In smarty-pants Washington circles, Wolf-bashing is a local pastime—even when most critics have never read any of her books. When word got out during the last presidential campaign that Wolf had been counseling Al Gore to be more “alpha-male,” you could hear the pundits gleefully sharpening their knives. The Establishment immediately disparaged her as a purveyor of psychobabble (quoting embarrassingly from Wolf’s book Promiscuities, in which she proclaimed, “I want to explore the shadow slut who walks alongside us as we grow up, sometimes jeopardizing us and sometimes presenting us with a new sense of authentic identity”).

Yet when Wolf’s new book, Misconceptions: Truth, Lies, and the Unexpected on the Journey to Motherhood, hit the shelves in late September, all over Washington, smart women and their shadow sluts were observed secretly running out to get a copy—undeterred even by Arab Kamikazes.

What is it about Wolf that people find so annoying, and yet so absorbing that they continue to take her seriously? There’s something contradictory about the undisputed leader of Gen X feminism. Wolf often seems like a women’s magazine, full of earnest advice for the modern professional woman, but like Cosmo or Glamour, she is read by the female intelligentsia as a kind of a shameful treat and then immediately dismissed as a trivial pursuit. There’s no doubt she’s surpassed Gloria Steinem as the feminist we love to hate.

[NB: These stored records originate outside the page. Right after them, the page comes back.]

//! API error types and helpers.
//!
//! # Purpose
//! Keeps error bodies uniform across policyd endpoints and maps engine and
//! admin failures onto HTTP status codes.
//!
//! # Security considerations
//! - Store failures are logged server-side; clients see a generic message.
//! - Forbidden responses name the operation but never the grants involved.
use crate::api::types::ErrorResponse;
use axum::Json;
use axum::http::StatusCode;
use axum::response::IntoResponse;
use gatehouse_authz::{AdminError, EngineError, StoreError};

/// Structured API error returned by handlers.
///
/// `status` must match the semantics of `body.code`.
#[derive(Debug)]
pub struct ApiError {
    pub status: StatusCode,
    pub body: ErrorResponse,
}

impl IntoResponse for ApiError {
    fn into_response(self) -> axum::response::Response {
        (self.status, Json(self.body)).into_response()
    }
}

fn api_error(status: StatusCode, code: &str, message: &str) -> ApiError {
    ApiError {
        status,
        body: ErrorResponse {
            code: code.to_string(),
            message: message.to_string(),
        },
    }
}

/// 500 from a failed store call; logs the underlying error.
pub fn api_internal(message: &str, err: &StoreError) -> ApiError {
    tracing::error!(error = ?err, "policyd storage error");
    api_error(StatusCode::INTERNAL_SERVER_ERROR, "internal", message)
}

/// 503 when the engine could not reach the permission store in time.
pub fn api_store_unavailable(err: &EngineError) -> ApiError {
    tracing::error!(error = %err, "permission store unavailable");
    api_error(
        StatusCode::SERVICE_UNAVAILABLE,
        "store_unavailable",
        "permission store unavailable",
    )
}

pub fn api_unauthorized(message: &str) -> ApiError {
    api_error(StatusCode::UNAUTHORIZED, "unauthorized", message)
}

pub fn api_forbidden(message: &str) -> ApiError {
    api_error(StatusCode::FORBIDDEN, "forbidden", message)
}

pub fn api_validation_error(message: &str) -> ApiError {
    api_error(StatusCode::BAD_REQUEST, "validation_error", message)
}

impl From<AdminError> for ApiError {
    fn from(err: AdminError) -> Self {
        match err {
            AdminError::Forbidden { operation, .. } => {
                api_forbidden(&format!("not permitted to perform {operation}"))
            }
            AdminError::Engine(err) => api_store_unavailable(&err),
        }
    }
}

#[cfg(test)]
mod tests {
    use super::*;
    use std::time::Duration;

    #[test]
    fn api_error_helpers_build_expected_codes() {
        let unauthorized = api_unauthorized("nope");
        assert_eq!(unauthorized.status, StatusCode::UNAUTHORIZED);
        assert_eq!(unauthorized.body.code, "unauthorized");

        let forbidden = api_forbidden("nope");
        assert_eq!(forbidden.status, StatusCode::FORBIDDEN);
        assert_eq!(forbidden.body.code, "forbidden");

        let validation = api_validation_error("bad");
        assert_eq!(validation.status, StatusCode::BAD_REQUEST);
        assert_eq!(validation.body.code, "validation_error");
    }

    #[test]
    fn api_internal_wraps_store_error() {
        let err = StoreError::Unexpected(anyhow::anyhow!("boom"));
        let api = api_internal("storage failed", &err);
        assert_eq!(api.status, StatusCode::INTERNAL_SERVER_ERROR);
        assert_eq!(api.body.code, "internal");
        assert_eq!(api.body.message, "storage failed");
    }

    #[test]
    fn admin_errors_map_to_status() {
        let forbidden: ApiError = AdminError::Forbidden {
            role: "viewer".to_string(),
            operation: "permissions.roles.update".to_string(),
        }
        .into();
        assert_eq!(forbidden.status, StatusCode::FORBIDDEN);
        assert!(forbidden.body.message.contains("permissions.roles.update"));
        assert!(!forbidden.body.message.contains("viewer"));

        let timeout: ApiError = AdminError::Engine(EngineError::StoreTimeout {
            operation: "find_one_and_replace",
            timeout: Duration::from_millis(10),
        })
        .into();
        assert_eq!(timeout.status, StatusCode::SERVICE_UNAVAILABLE);
        assert_eq!(timeout.body.code, "store_unavailable");
    }
}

From her media platform, Wolf, 39, has promoted a feminist theory less concerned with abortion, rape, and other forms of victimization and instead more focused on the experiences of educated, middle-class women who love their husbands and are doing pretty well for themselves. Over the past decade, she has spelled out her vision in four books—The Beauty Myth, Fire With Fire, Promiscuities, and now, Misconceptions—that have mixed her own personal memoir with social criticism of some issues which even she acknowledges women are prone to dismiss as not especially important in the big scheme of things, such as dieting, body image, and sexual desire. And she has been savaged for it.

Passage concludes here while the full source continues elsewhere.